Learning from the Past: Possible Urgent Prevention and Treatment Options for Severe Acute Respiratory Infections Caused by 2019-nCoV†
A previous version of this manuscript has been deposited on a preprint server (https://doi.org/10.26434/chemrxiv.11728983.v1)
Graphical Abstract
What′s sauce for the goose? Little is known about the coronavirus causing the current outbreak; however, it shares strong sequence homology with its better-studied cousin SARS-CoV. Based on previous studies of targeting SARS-CoV, we suggest four potential candidates that could be used to drug the viral spike protein, RNA-dependent RNA polymerase, and coronavirus main proteinase.
Abstract
With the current trajectory of the 2019-nCoV outbreak unknown, public health and medicinal measures will both be needed to contain spreading of the virus and to optimize patient outcomes. Although little is known about the virus, an examination of the genome sequence shows strong homology with its better-studied cousin, SARS-CoV. The spike protein used for host cell infection shows key nonsynonymous mutations that might hamper the efficacy of previously developed therapeutics but remains a viable target for the development of biologics and macrocyclic peptides.

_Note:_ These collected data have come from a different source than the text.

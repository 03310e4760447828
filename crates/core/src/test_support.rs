// SPDX-License-Identifier: BUSL-1.1
// Copyright (c) 2026 Alfred Jean LLC

//! Test builders shared across workspace crates (gated behind `test-support`).

use crate::ids::{ContainerId, RepoId, WorkerName};
use crate::worker::{Health, Worker, WorkerKind};
use std::time::Instant;

/// Builds a [`Worker`] with sensible test defaults; override fields with the
/// `with_*` setters before `.build()`.
pub struct WorkerBuilder {
    name: String,
    kind: WorkerKind,
    repo_id: RepoId,
    created_at: Instant,
    health: Health,
    busy: bool,
}

impl WorkerBuilder {
    pub fn new(repo_id: RepoId) -> Self {
        Self {
            name: "test-worker".to_string(),
            kind: WorkerKind::Dynamic,
            repo_id,
            created_at: Instant::now(),
            health: Health::Healthy,
            busy: false,
        }
    }

    pub fn name(mut self, name: impl Into<String>) -> Self {
        self.name = name.into();
        self
    }

    pub fn kind(mut self, kind: WorkerKind) -> Self {
        self.kind = kind;
        self
    }

    pub fn created_at(mut self, created_at: Instant) -> Self {
        self.created_at = created_at;
        self
    }

    pub fn health(mut self, health: Health) -> Self {
        self.health = health;
        self
    }

    pub fn busy(mut self, busy: bool) -> Self {
        self.busy = busy;
        self
    }

    pub fn build(self) -> Worker {
        let mut worker = Worker::new(
            WorkerName::new(self.name),
            self.kind,
            self.repo_id,
            ContainerId::new("fake-container"),
            self.created_at,
        );
        worker.health = self.health;
        worker.busy = self.busy;
        worker.last_activity_at = self.created_at;
        worker
    }
}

Other key drug targets, including RNA-dependent RNA polymerase and coronavirus main proteinase (3CLpro), share a strikingly high (>95 %) homology to SARS-CoV. Herein, we suggest four potential drug candidates (an ACE2-based peptide, remdesivir, 3CLpro-1 and a novel vinylsulfone protease inhibitor) that could be used to treat patients suffering with the 2019-nCoV. We also summarize previous efforts into drugging these targets and hope to help in the development of broad-spectrum anti-coronaviral agents for future epidemics.
Conflict of interest
The authors declare no conflict of interest.